What this task involves -
For each line below that contains the string "StreamClosed", copy that line.
Data shown section start
#[cfg(test)]
mod tests {
    use super::*;
    use std::io::Cursor;
    use std::time::Duration;
    use tokio::sync::mpsc::UnboundedReceiver;

    /// Blocking source fed from a std channel; EOF once the sender drops
    struct ChannelSource {
        rx: std::sync::mpsc::Receiver<Vec<u8>>,
        pending: Vec<u8>,
    }

    impl Read for ChannelSource {
        fn read(&mut self, buf: &mut [u8]) -> std::io::Result<usize> {
            if self.pending.is_empty() {
                match self.rx.recv() {
                    Ok(data) => self.pending = data,
                    Err(_) => return Ok(0),
                }
            }
            let n = buf.len().min(self.pending.len());
            buf[..n].copy_from_slice(&self.pending[..n]);
            self.pending.drain(..n);
            Ok(n)
        }
    }

    fn channel_source() -> (std::sync::mpsc::Sender<Vec<u8>>, ChannelSource) {
        let (tx, rx) = std::sync::mpsc::channel();
        (
            tx,
            ChannelSource {
                rx,
                pending: Vec::new(),
            },
        )
    }

    /// Source that fails after producing its data
    struct FailingSource(Option<Vec<u8>>);

    impl Read for FailingSource {
        fn read(&mut self, buf: &mut [u8]) -> std::io::Result<usize> {
            match self.0.take() {
                Some(data) => {
                    buf[..data.len()].copy_from_slice(&data);
                    Ok(data.len())
                }
                None => Err(std::io::Error::new(std::io::ErrorKind::Other, "device gone")),
            }
        }
    }

    fn test_config(cwnd: usize) -> StreamConfig {
        StreamConfig {
            cwnd_size: cwnd,
            buffer_size: 64 * 1024,
            max_packet_size: 4096,
            read_chunk_size: 4096,
        }
    }

    fn peer() -> (Arc<dyn DataSender>, UnboundedReceiver<StreamData>) {
        let (tx, rx) = mpsc::unbounded_channel();
        (Arc::new(tx), rx)
    }

    async fn recv(rx: &mut UnboundedReceiver<StreamData>) -> StreamData {
        tokio::time::timeout(Duration::from_secs(2), rx.recv())
            .await
            .expect("timed out waiting for packet")
            .expect("sender dropped")
    }

    async fn assert_quiet(rx: &mut UnboundedReceiver<StreamData>) {
        let res = tokio::time::timeout(Duration::from_millis(50), rx.recv()).await;
        assert!(res.is_err(), "unexpected packet: {:?}", res);
    }

    async fn wait_for_total(sm: &StreamManager, total: u64) {
        for _ in 0..200 {
            if sm.buffer().total_size() >= total {
                return;
            }
            tokio::time::sleep(Duration::from_millis(5)).await;
        }
        panic!("buffer never reached {} bytes", total);
    }

    async fn wait_for_done(sm: &StreamManager) {
        for _ in 0..200 {
            if sm.stream_done_info().0 {
                return;
            }
            tokio::time::sleep(Duration::from_millis(5)).await;
        }
        panic!("source never finished");
    }

    // ==================== Delivery Tests ====================

    #[tokio::test]
    async fn test_buffered_data_then_eof_after_ack() {
        let sm = StreamManager::new(test_config(64 * 1024));
        let (src_tx, source) = channel_source();
        sm.attach_reader(source).unwrap();

        src_tx.send(b"hello".to_vec()).unwrap();
        wait_for_total(&sm, 5).await;

        let (sender, mut rx) = peer();
        let seq = sm.client_connected("s1", sender, 64 * 1024, 0).unwrap();
        assert_eq!(seq, 0);

        let pkt = recv(&mut rx).await;
        assert_eq!(pkt.seq, 0);
        assert_eq!(pkt.payload().unwrap(), b"hello");

        // EOF from the source must wait for the ACK
        drop(src_tx);
        wait_for_done(&sm).await;
        assert_quiet(&mut rx).await;

        sm.recv_ack(&StreamAck::new("s1", 5, 64 * 1024));
        let eof = recv(&mut rx).await;
        assert!(eof.eof);
        assert_eq!(eof.seq, 5);
        sm.close();
    }

    #[tokio::test]
    async fn test_flow_control_window() {
        let sm = StreamManager::new(test_config(1024));
        let (sender, mut rx) = peer();
        sm.client_connected("s1", sender, 64 * 1024, 0).unwrap();

        let data: Vec<u8> = (0..1524u32).map(|i| (i % 251) as u8).collect();
        sm.attach_reader(Cursor::new(data.clone())).unwrap();

        let mut received = Vec::new();
        while received.len() < 1024 {
            let pkt = recv(&mut rx).await;
            assert_eq!(pkt.seq, received.len() as u64);
            received.extend(pkt.payload().unwrap());
            assert!(sm.sent_not_acked() <= 1024);
        }
        assert_eq!(received.len(), 1024);
        assert_quiet(&mut rx).await;

        sm.recv_ack(&StreamAck::new("s1", 1024, 64 * 1024));
        while received.len() < 1524 {
            let pkt = recv(&mut rx).await;
            assert_eq!(pkt.seq, received.len() as u64);
            received.extend(pkt.payload().unwrap());
        }
        assert_eq!(received, data);

        sm.recv_ack(&StreamAck::new("s1", 1524, 64 * 1024));
        let eof = recv(&mut rx).await;
        assert!(eof.eof);
        assert_eq!(eof.seq, 1524);
        sm.close();
    }

    #[tokio::test]
    async fn test_chunk_larger_than_window_still_flows() {
        let sm = StreamManager::new(test_config(64 * 1024));
        let (sender, mut rx) = peer();
        sm.client_connected("s1", sender, 100, 0).unwrap();

        // One 300-byte read against a 100-byte window
        sm.attach_reader(Cursor::new(vec![9u8; 300])).unwrap();

        let first = recv(&mut rx).await;
        assert_eq!(first.seq, 0);
        assert_eq!(first.payload().unwrap().len(), 100);
        assert_quiet(&mut rx).await;

        sm.recv_ack(&StreamAck::new("s1", 100, 100));
        let second = recv(&mut rx).await;
        assert_eq!(second.seq, 100);
        assert_eq!(second.payload().unwrap().len(), 100);
        sm.close();
    }

    #[tokio::test]
    async fn test_packets_split_at_max_packet_size() {
        let mut config = test_config(64 * 1024);
        config.max_packet_size = 100;
        let sm = StreamManager::new(config);
        sm.attach_reader(Cursor::new(vec![7u8; 250])).unwrap();
        wait_for_done(&sm).await;

        let (sender, mut rx) = peer();
        sm.client_connected("s1", sender, 64 * 1024, 0).unwrap();

        let sizes: Vec<usize> = [
            recv(&mut rx).await,
            recv(&mut rx).await,
            recv(&mut rx).await,
        ]
        .iter()
        .map(|p| p.payload().unwrap().len())
        .collect();
        assert_eq!(sizes, vec![100, 100, 50]);
        sm.close();
    }

    // ==================== Resume Tests ====================

    #[tokio::test]
    async fn test_resume_from_client_seq() {
        let sm = StreamManager::new(test_config(64 * 1024));
        sm.attach_reader(Cursor::new(b"0123456789".to_vec())).unwrap();
        wait_for_done(&sm).await;

        let (sender, mut rx) = peer();
        let seq = sm.client_connected("s1", sender, 64 * 1024, 4).unwrap();
        assert_eq!(seq, 4);

        let pkt = recv(&mut rx).await;
        assert_eq!(pkt.seq, 4);
        assert_eq!(pkt.payload().unwrap(), b"456789");
        sm.close();
    }

    #[tokio::test]
    async fn test_resume_beyond_buffered_rejected() {
        let sm = StreamManager::new(test_config(64 * 1024));
        sm.attach_reader(Cursor::new(b"abc".to_vec())).unwrap();
        wait_for_done(&sm).await;

        let (sender, _rx) = peer();
        let err = sm.client_connected("s1", sender, 1024, 100).unwrap_err();
        assert!(matches!(err, TetherError::ResumeOutOfRange { client_seq: 100, .. }));
        assert!(!sm.is_connected());
        assert_eq!(sm.head_pos(), 0);
        sm.close();
    }

    #[tokio::test]
    async fn test_reconnect_resends_unacked() {
        let sm = StreamManager::new(test_config(64 * 1024));
        sm.attach_reader(Cursor::new(b"abcdef".to_vec())).unwrap();
        wait_for_done(&sm).await;

        let (sender, mut rx) = peer();
        sm.client_connected("s1", sender, 1024, 0).unwrap();
        assert_eq!(recv(&mut rx).await.payload().unwrap(), b"abcdef");

        // Peer got 3 bytes durably, then went away
        sm.recv_ack(&StreamAck::new("s1", 3, 1024));
        sm.client_disconnected();

        let (sender, mut rx2) = peer();
        let seq = sm.client_connected("s2", sender, 1024, 3).unwrap();
        assert_eq!(seq, 3);
        let pkt = recv(&mut rx2).await;
        assert_eq!(pkt.id, "s2");
        assert_eq!(pkt.seq, 3);
        assert_eq!(pkt.payload().unwrap(), b"def");
        sm.close();
    }

    #[tokio::test]
    async fn test_second_connect_rejected() {
        let sm = StreamManager::new(test_config(1024));
        let (sender, _rx) = peer();
        sm.client_connected("s1", Arc::clone(&sender), 1024, 0).unwrap();
        let err = sm.client_connected("s2", sender, 1024, 0).unwrap_err();
        assert!(matches!(err, TetherError::AlreadyConnected));
        assert_eq!(sm.stream_id(), "s1");
        sm.close();
    }

    // ==================== Ack Tests ====================

    #[tokio::test]
    async fn test_stale_stream_ack_ignored() {
        let sm = StreamManager::new(test_config(64 * 1024));
        sm.attach_reader(Cursor::new(b"abcdef".to_vec())).unwrap();
        wait_for_done(&sm).await;

        let (sender, mut rx) = peer();
        sm.client_connected("new", sender, 1024, 0).unwrap();
        recv(&mut rx).await;

        sm.recv_ack(&StreamAck::new("old", 6, 1024));
        assert_eq!(sm.head_pos(), 0);
        assert_eq!(sm.sent_not_acked(), 6);

        // Claims more than was sent
        sm.recv_ack(&StreamAck::new("new", 7, 1024));
        assert_eq!(sm.head_pos(), 0);
        sm.close();
    }

    #[tokio::test]
    async fn test_duplicate_acks_send_single_eof() {
        let sm = StreamManager::new(test_config(64 * 1024));
        sm.attach_reader(Cursor::new(b"xy".to_vec())).unwrap();
        wait_for_done(&sm).await;

        let (sender, mut rx) = peer();
        sm.client_connected("s1", sender, 1024, 0).unwrap();
        recv(&mut rx).await;

        sm.recv_ack(&StreamAck::new("s1", 2, 1024));
        sm.recv_ack(&StreamAck::new("s1", 2, 1024));
        sm.recv_ack(&StreamAck::new("s1", 2, 2048));

        assert!(recv(&mut rx).await.eof);
        assert_quiet(&mut rx).await;
        sm.close();
    }

    // ==================== Terminal Event Tests ====================

    #[tokio::test]
    async fn test_terminal_resent_after_reconnect_until_fin() {
        let sm = StreamManager::new(test_config(64 * 1024));
        sm.attach_reader(Cursor::new(Vec::new())).unwrap();
        wait_for_done(&sm).await;

        let (sender, mut rx) = peer();
        sm.client_connected("s1", sender, 1024, 0).unwrap();
        assert!(recv(&mut rx).await.eof);
        sm.client_disconnected();

        let (sender, mut rx) = peer();
        sm.client_connected("s2", sender, 1024, 0).unwrap();
        let eof = recv(&mut rx).await;
        assert!(eof.eof);
        assert_eq!(eof.id, "s2");

        sm.recv_ack(&StreamAck::fin("s2", 0, 1024));
        sm.client_disconnected();

        let (sender, _rx) = peer();
        let err = sm.client_connected("s3", sender, 1024, 0).unwrap_err();
        assert!(matches!(err, TetherError::StreamClosed));
    }

    #[tokio::test]
    async fn test_read_error_becomes_error_packet() {
        let sm = StreamManager::new(test_config(64 * 1024));
        sm.attach_reader(FailingSource(Some(b"last words".to_vec())))
            .unwrap();
        wait_for_done(&sm).await;

        let (done, err) = sm.stream_done_info();
        assert!(done);
        assert!(err.unwrap().contains("device gone"));

        let (sender, mut rx) = peer();
        sm.client_connected("s1", sender, 1024, 0).unwrap();
        assert_eq!(recv(&mut rx).await.payload().unwrap(), b"last words");
        sm.recv_ack(&StreamAck::new("s1", 10, 1024));

        let pkt = recv(&mut rx).await;
        assert!(!pkt.eof);
        assert_eq!(pkt.seq, 10);
        assert!(pkt.error.unwrap().contains("device gone"));
        sm.close();
    }

    // ==================== Window Tests ====================

    #[tokio::test]
    async fn test_corked_connect_until_rwnd_set() {
        let sm = StreamManager::new(test_config(64 * 1024));
        sm.attach_reader(Cursor::new(b"data".to_vec())).unwrap();
        wait_for_done(&sm).await;

        let (sender, mut rx) = peer();
        sm.client_connected("s1", sender, 0, 0).unwrap();
        assert_quiet(&mut rx).await;

        sm.set_rwnd(1024).unwrap();
        assert_eq!(recv(&mut rx).await.payload().unwrap(), b"data");
        sm.close();
    }

    #[tokio::test]
    async fn test_set_rwnd_requires_connection() {
        let sm = StreamManager::new(test_config(1024));
        assert!(sm.set_rwnd(10).is_err());
        sm.close();
    }

    #[tokio::test]
    async fn test_disconnected_reader_never_blocks() {
        let mut config = test_config(16);
        config.buffer_size = 32;
        let sm = StreamManager::new(config);
        sm.attach_reader(Cursor::new(vec![1u8; 1000])).unwrap();

        // Lossy while nobody is connected: the whole source drains
        wait_for_done(&sm).await;
        assert_eq!(sm.buffer().total_size(), 1000);
        assert_eq!(sm.buffer().size(), 32);
        assert_eq!(sm.head_pos(), 968);
        sm.close();
    }

    #[tokio::test]
    async fn test_resume_below_head_after_eviction() {
        let mut config = test_config(16);
        config.buffer_size = 32;
        let sm = StreamManager::new(config);
        sm.attach_reader(Cursor::new(vec![1u8; 1000])).unwrap();
        wait_for_done(&sm).await;

        // The peer claims offset 10, long since overwritten
        let (sender, mut rx) = peer();
        let seq = sm.client_connected("s1", sender, 64 * 1024, 10).unwrap();
        assert_eq!(seq, 968);

        let pkt = recv(&mut rx).await;
        assert_eq!(pkt.seq, 968);
        assert_eq!(pkt.payload().unwrap().len(), 16);
        sm.close();
    }

    // ==================== Lifecycle Tests ====================

    #[tokio::test]
    async fn test_attach_reader_twice() {
        let sm = StreamManager::new(test_config(1024));
        sm.attach_reader(Cursor::new(Vec::new())).unwrap();
        let err = sm.attach_reader(Cursor::new(Vec::new())).unwrap_err();
        assert!(matches!(err, TetherError::ReaderAlreadyAttached));
        sm.close();
    }

    #[tokio::test]
    async fn test_close_unblocks_reader() {
        let mut config = test_config(8);
        config.buffer_size = 8;
        let sm = StreamManager::new(config);

        // Connected with a tiny window, so the reader parks on the buffer
        let (sender, _rx) = peer();
        sm.client_connected("s1", sender, 8, 0).unwrap();
        sm.attach_reader(Cursor::new(vec![0u8; 100])).unwrap();
        wait_for_total(&sm, 8).await;

        tokio::time::timeout(Duration::from_secs(1), sm.close_and_wait())
            .await
            .expect("reader did not stop");

        let (sender, _rx) = peer();
        assert!(matches!(
            sm.client_connected("s2", sender, 8, 0),
            Err(TetherError::StreamClosed)
        ));
    }
}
Data shown section end
Solution for this problem -
        assert!(matches!(err, TetherError::StreamClosed));
            Err(TetherError::StreamClosed)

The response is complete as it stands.